Partner della provincia di Ravenna in tema di orientamento scolastico è Aeca il cui referente è Michele Zarri, a cui chiediamo se, dati i numeri in aumento degli studenti che cambiamo corso di studi esista un problema di orientamento. «Oggi parlerei di orientamento e riorientamento – ci dice Zarri, che in autunno ha organizzato anche un evento sul tema rivolto a tutte le scuole del territorio -. Direi che sicuramente dal Covid in poi è molto aumentato il livello di fragilità e necessità dei giovani, oggi c’è una sensibilità diversa. I ragazzi si sentono liberi di modificare le proprie scelte».
Come fare la scelta migliore, che consigli dare ai ragazzi e alle famiglie?

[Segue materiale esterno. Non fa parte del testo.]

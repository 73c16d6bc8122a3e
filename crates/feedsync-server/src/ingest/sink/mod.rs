//! Destinations for NEW records: the table store and the indexing endpoint

pub mod indexer;
pub mod store;

pub use indexer::{index_payload, IndexStats, IndexingClient, PushFailure};
pub use store::{DryRunStore, PgTableStore, TableStore};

«Personalmente credo che conti moltissimo conoscere e vedere gli spazi in cui si trascorrerà tanto tempo e non basarsi solo sulla misurazione teorica e anche tentare un confronto con gli ex studenti, penso che il ruolo dei pari sia un elemento funzionale per sentirsi meno soli nella scelta, sentirsi rinforzati nella propria decisione».
Zarri si occupa in particolare di formazione professionale dei progetti Iefp, una realtà che vede numeri in aumento nonostante il calo demografico. «Credo che nel leggere questo dato ci siano due valutazioni: i percorsi Iefp accolgono spesso un’utenza con background migratorio e questo compensa la forbice del calo demografico, ma è anche vero che se la formazione professionale in passato è stata spesso ghettizzata e appannaggio di chi era stato “scartato” dal sistema scolastico, oggi è molto spesso una scelta. La formazione professionale sta cambiando e non è più addestramento professionale e di certo è uno strumento molto utile per ridurre il fenomeno dell’abbandono scolastico».
Non solo, Zarri ci spiega che «dal 2018 è nata una possibilità per gli studenti che al termine della terza media vogliono capire meglio quale sia il loro interesse, si tratta del cosiddetto “anno propedeutico”. A Ravenna il capofila è Engim, ma i ragazzi che dopo la terza media scelgono questa opzione hanno la possibilità di entrare in più laboratori, in accordo con gli altri enti, per capire dove vorranno poi concentrare la propria formazione nei due anni successivi prima di prendere la qualifica».
In media riguarda una ventina di ragazzi l’anno in tutta la provincia e ci si può iscrivere tramite la piattaforma Unica del Ministero.